I took my swim while she cleaned up and a good day was had by all!

Sunday, September 9, 2012

Doing the Puyallup

The biggest fair in Washington State is at Puyallup every September right after Labor Day and it runs for about two weeks.  Even with kind of iffy weather sometimes in September, it draws huge crowds and has vendors from all over the country and good performers booked for the shows.  We foolishly thought that we should go on the first day of the fair this year "because crowds would be lighter".  What we didn't realize is that the opening day offers free admission from 9 until noon.

We had a leisurely breakfast on our way - Puyallup is about 75 miles south for us, beyond all the major job markets of Bothell, Seattle, and Renton.  We didn't want to get caught in the morning rush hour, so we didn't hit the "high traffic" area until around 10.
Even so, traffic was bumper to bumper for about half of our journey.  It is coming back to us why we don't venture out to the big city too often.

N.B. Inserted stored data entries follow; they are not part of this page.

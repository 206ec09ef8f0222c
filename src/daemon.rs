//! Thread plumbing shared by the two daemons.
//!
//! Each daemon runs its work on background threads and parks the main
//! thread on a "done" channel.  The first [`Shutdown`] that arrives, from
//! a signal or from the end of the event stream, sends the main thread
//! down the normal cleanup path so guards such as the pidfile are dropped.

use crate::command::WmEvent;
use crate::error::Error;
use crate::traits::{EventSource, WmError};
use log::{error, info};
use signal_hook::consts::{SIGINT, SIGTERM};
use signal_hook::iterator::Signals;
use std::io;
use std::sync::mpsc;
use std::thread;

/// Why a daemon stops.
#[derive(Debug, Clone, PartialEq, Eq)]
pub enum Shutdown {
    /// SIGINT or SIGTERM.
    Signal(i32),
    /// The window manager event stream ended, with its error if it failed.
    EventsClosed(Option<String>),
}

impl Shutdown {
    /// What the daemon reports once it has cleaned up.  Losing the window
    /// manager is an error; a signal is not.
    pub fn into_result(self) -> Result<(), Error> {
        match self {
            Shutdown::Signal(signal) => {
                info!("received signal {}, shutting down", signal);
                Ok(())
            }
            Shutdown::EventsClosed(reason) => Err(Error::Protocol(WmError::Ipc(
                reason.unwrap_or_else(|| "event stream closed".into()),
            ))),
        }
    }
}

/// Run `source` on its own thread, forwarding events into `sink`.
///
/// When the source returns, `sink` is dropped (ending any consumer loop)
/// and [`Shutdown::EventsClosed`] is sent on `done`.
pub fn spawn_event_source<S>(
    mut source: S,
    sink: mpsc::Sender<WmEvent>,
    done: mpsc::Sender<Shutdown>,
) -> io::Result<thread::JoinHandle<()>>
where
    S: EventSource + 'static,
{
    thread::Builder::new()
        .name("wm-events".into())
        .spawn(move || {
            let reason = match source.run(sink) {
                Ok(()) => None,
                Err(e) => {
                    error!("event source failed: {}", e);
                    Some(e.to_string())
                }
            };
            let _ = done.send(Shutdown::EventsClosed(reason));
        })
}

/// Send [`Shutdown::Signal`] on `done` at the first SIGINT or SIGTERM.
pub fn spawn_signal_watcher(done: mpsc::Sender<Shutdown>) -> io::Result<()> {
    let mut signals = Signals::new([SIGINT, SIGTERM])?;
    thread::Builder::new()
        .name("signals".into())
        .spawn(move || {
            if let Some(signal) = signals.forever().next() {
                let _ = done.send(Shutdown::Signal(signal));
            }
        })?;
    Ok(())
}

/// Process exit status for a daemon result.  Finding another instance
/// already running is a clean exit.
pub fn exit_code(result: &Result<(), Error>) -> i32 {
    match result {
        Ok(()) | Err(Error::AlreadyRunning(_)) => 0,
        Err(_) => 1,
    }
}
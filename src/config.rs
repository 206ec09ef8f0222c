//! Application configuration.
//!
//! The configuration is loaded from `$XDG_CONFIG_HOME/sway-reflex/config.json`
//! and may be overridden by command-line flags.  Every section is optional;
//! a minimal `{}` file is valid and all values fall back to their
//! compiled-in defaults.
//!
//! # Example
//!
//! ```json
//! {
//!   "reflex": {
//!     "window_size": "500x300",
//!     "default_gaps": 0,
//!     "disabled_workspaces": [9],
//!     "disabled_app_ids": ["pavucontrol"]
//!   },
//!   "scratch": { "position": "center", "window_size": "200x100" },
//!   "physical_source": "wayland",
//!   "outputs": { "DP-1": { "width_mm": 600, "height_mm": 340 } }
//! }
//! ```

use crate::geometry::{PhysicalPreference, Position};
use log::info;
use serde::{Deserialize, Serialize};
use std::collections::{BTreeMap, HashSet};
use std::path::{Path, PathBuf};

/// Top-level configuration.
#[derive(Debug, Clone, Default, Serialize, Deserialize)]
pub struct Config {
    /// Autogap / autotile settings.
    #[serde(default)]
    pub reflex: ReflexConfig,

    /// Defaults for `sway-scratch call`.
    #[serde(default)]
    pub scratch: ScratchConfig,

    /// Where monitor physical sizes come from.
    #[serde(default)]
    pub physical_source: PhysicalSourceKind,

    /// Physical sizes used by [`PhysicalSourceKind::Fixed`].
    #[serde(default)]
    pub outputs: BTreeMap<String, PhysicalDimensions>,
}

/// Autogap / autotile settings as written in the file.
#[derive(Debug, Clone, Serialize, Deserialize)]
#[serde(default)]
pub struct ReflexConfig {
    /// Preferred window size, `<width>x<height>` in millimeters.
    pub window_size: String,
    /// Minimum outer gaps in pixels.
    pub default_gaps: i32,
    /// Workspace numbers autogap leaves alone.
    pub disabled_workspaces: Vec<i32>,
    /// App ids whose windows are ignored.
    pub disabled_app_ids: Vec<String>,
}

impl Default for ReflexConfig {
    fn default() -> Self {
        Self {
            window_size: "500x300".into(),
            default_gaps: 0,
            disabled_workspaces: Vec::new(),
            disabled_app_ids: Vec::new(),
        }
    }
}

/// Defaults for scratchpad calls.
#[derive(Debug, Clone, Serialize, Deserialize)]
#[serde(default)]
pub struct ScratchConfig {
    /// `center`, `left` or `right`.
    pub position: String,
    /// Preferred window size, `<width>x<height>` in millimeters.
    pub window_size: String,
}

impl Default for ScratchConfig {
    fn default() -> Self {
        Self {
            position: "center".into(),
            window_size: "200x100".into(),
        }
    }
}

/// Strategy used to learn monitor physical sizes.
#[derive(Debug, Clone, Copy, Default, PartialEq, Eq, Serialize, Deserialize)]
#[serde(rename_all = "lowercase")]
pub enum PhysicalSourceKind {
    /// Ask the compositor over the Wayland protocol.
    #[default]
    Wayland,
    /// Use the `outputs` table from the configuration.
    Fixed,
}

impl std::str::FromStr for PhysicalSourceKind {
    type Err = ConfigError;

    fn from_str(s: &str) -> Result<Self, ConfigError> {
        match s.trim().to_lowercase().as_str() {
            "wayland" => Ok(PhysicalSourceKind::Wayland),
            "fixed" => Ok(PhysicalSourceKind::Fixed),
            _ => Err(ConfigError(format!("unknown physical source: {:?}", s))),
        }
    }
}

/// Physical size of one monitor in millimeters.
#[derive(Debug, Clone, Copy, PartialEq, Eq, Serialize, Deserialize)]
pub struct PhysicalDimensions {
    pub width_mm: i32,
    pub height_mm: i32,
}

/// Validated autogap / autotile settings.
#[derive(Debug, Clone, PartialEq, Eq)]
pub struct ReflexSettings {
    pub preference: PhysicalPreference,
    pub default_gap_horizontal: i32,
    pub default_gap_vertical: i32,
    pub disabled_workspaces: HashSet<i32>,
    pub disabled_app_ids: HashSet<String>,
}

impl ReflexConfig {
    /// Validate and resolve into [`ReflexSettings`].
    pub fn validate(&self) -> Result<ReflexSettings, ConfigError> {
        let preference = parse_window_size(&self.window_size)?;
        if self.default_gaps < 0 {
            return Err(ConfigError(format!(
                "invalid default gaps {} - should be a non-negative integer",
                self.default_gaps
            )));
        }

        Ok(ReflexSettings {
            preference,
            default_gap_horizontal: self.default_gaps,
            default_gap_vertical: self.default_gaps,
            disabled_workspaces: self.disabled_workspaces.iter().copied().collect(),
            disabled_app_ids: self.disabled_app_ids.iter().cloned().collect(),
        })
    }
}

impl ScratchConfig {
    /// Validate and resolve into a position and preferred size.
    pub fn validate(&self) -> Result<(Position, PhysicalPreference), ConfigError> {
        let position = Position::parse(&self.position)
            .ok_or_else(|| ConfigError(format!("invalid position: {:?}", self.position)))?;
        Ok((position, parse_window_size(&self.window_size)?))
    }
}

impl Config {
    /// Load configuration from a JSON file at `path`.
    pub fn load(path: &Path) -> Result<Self, ConfigError> {
        let contents = std::fs::read_to_string(path)
            .map_err(|e| ConfigError(format!("failed to read {}: {}", path.display(), e)))?;
        let config: Self = serde_json::from_str(&contents)
            .map_err(|e| ConfigError(format!("failed to parse {}: {}", path.display(), e)))?;
        Ok(config)
    }

    /// Load `explicit` if given, otherwise the default location.
    ///
    /// A missing default file is not an error: compiled-in defaults are used
    /// instead.  An explicitly requested file must exist and parse.
    pub fn load_or_default(explicit: Option<&Path>) -> Result<Self, ConfigError> {
        if let Some(path) = explicit {
            let cfg = Self::load(path)?;
            info!("loaded config from {}", path.display());
            return Ok(cfg);
        }

        let path = default_config_path();
        if !path.exists() {
            info!("no config file at {}, using defaults", path.display());
            return Ok(Self::default());
        }
        let cfg = Self::load(&path)?;
        info!("loaded config from {}", path.display());
        Ok(cfg)
    }

    /// Check cross-field constraints that serde cannot express.
    pub fn validate(&self) -> Result<(), ConfigError> {
        if self.physical_source == PhysicalSourceKind::Fixed && self.outputs.is_empty() {
            return Err(ConfigError(
                "physical source \"fixed\" needs at least one entry in \"outputs\"".into(),
            ));
        }
        for (name, dims) in &self.outputs {
            if dims.width_mm < 1 || dims.height_mm < 1 {
                return Err(ConfigError(format!(
                    "invalid physical size for {}: {}x{}",
                    name, dims.width_mm, dims.height_mm
                )));
            }
        }
        Ok(())
    }
}

/// Parse `<width>x<height>` (case-insensitive `x`), both at least `1`.
pub fn parse_window_size(input: &str) -> Result<PhysicalPreference, ConfigError> {
    let lower = input.to_lowercase();
    let Some((w, h)) = lower.split_once('x') else {
        return Err(ConfigError(format!(
            "invalid window size format: {:?}, should be <width>x<height>",
            input
        )));
    };

    let width_mm: i32 = w
        .trim()
        .parse()
        .map_err(|_| ConfigError(format!("invalid width parameter: {:?} - not a number", w)))?;
    let height_mm: i32 = h
        .trim()
        .parse()
        .map_err(|_| ConfigError(format!("invalid height parameter: {:?} - not a number", h)))?;

    if width_mm < 1 || height_mm < 1 {
        return Err(ConfigError(format!(
            "invalid window size {:?} - width and height should be positive integers",
            input
        )));
    }

    Ok(PhysicalPreference {
        width_mm,
        height_mm,
    })
}

/// Resolve the config directory (`$XDG_CONFIG_HOME/sway-reflex`).
pub fn config_dir() -> PathBuf {
    let base = std::env::var("XDG_CONFIG_HOME").unwrap_or_else(|_| {
        let home = std::env::var("HOME").unwrap_or_else(|_| "/tmp".into());
        format!("{}/.config", home)
    });
    PathBuf::from(base).join("sway-reflex")
}

/// Default config file location.
pub fn default_config_path() -> PathBuf {
    config_dir().join("config.json")
}

/// `<XDG_RUNTIME_DIR or /tmp>/<name>.<extension>`, used for sockets and
/// pidfiles.
pub fn runtime_file(name: &str, extension: &str) -> PathBuf {
    let dir = std::env::var("XDG_RUNTIME_DIR").unwrap_or_else(|_| "/tmp".into());
    PathBuf::from(dir).join(format!("{}.{}", name, extension))
}

/// Error from loading, parsing or validating configuration.
#[derive(Debug, thiserror::Error)]
#[error("config error: {0}")]
pub struct ConfigError(String);

impl From<ConfigError> for crate::error::Error {
    fn from(e: ConfigError) -> Self {
        crate::error::Error::Validation(e.0)
    }
}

Probably not the best place for someone who is slightly claustrophobic.  I have never seen so many wheel chairs, Walkers and baby strollers in one place in my life.  In the midst of the commercial tent, I had an unsettling thought about how much damage a terrorist could do in there.  We went through as quickly as we could and headed outside where the crowds were a bit thinner.
 Our golf cart died of old age this summer, so this is what we were looking for.  To our dismay, this one was over $15,000.
This one was nearly $20,000 - We have been out of the market for a long time. 
The nice lady who took this picture of Ron and I with Smokey asked if we knew what Smokey's middle name was.  We thought we didn't know until she told us it was "The".
The wood carvings were really amazing:
We trudged around the fair for hours in the sun and got some sunburn in spite of lathering up with sunscreen before we left.
We even looked at the animals - mostly for the shade inside their buildings.
The gorgeous day offered us stunning views of Mt Rainier for most of our travels.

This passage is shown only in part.